= WORK ITEM =
Copy the data exactly. Leave nothing out.

= SUPPLIED DATA =
------------------------------------------------------------------------

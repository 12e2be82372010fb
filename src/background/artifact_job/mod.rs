// File: src/background/artifact_job/mod.rs

//! Retries artifact rendering for issued certificates left pending

mod config;
mod job;

pub use config::ArtifactJobConfig;
pub use job::{ArtifactRetryJob, RetryOutcome};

------------------------------------------------------------------------

= TASK RESULT =
repository 12e2be82372010fb
filename src/background/artifact_job/mod.rs
// File: src/background/artifact_job/mod.rs

//! Retries artifact rendering for issued certificates left pending

mod config;
mod job;

pub use config::ArtifactJobConfig;
pub use job::{ArtifactRetryJob, RetryOutcome};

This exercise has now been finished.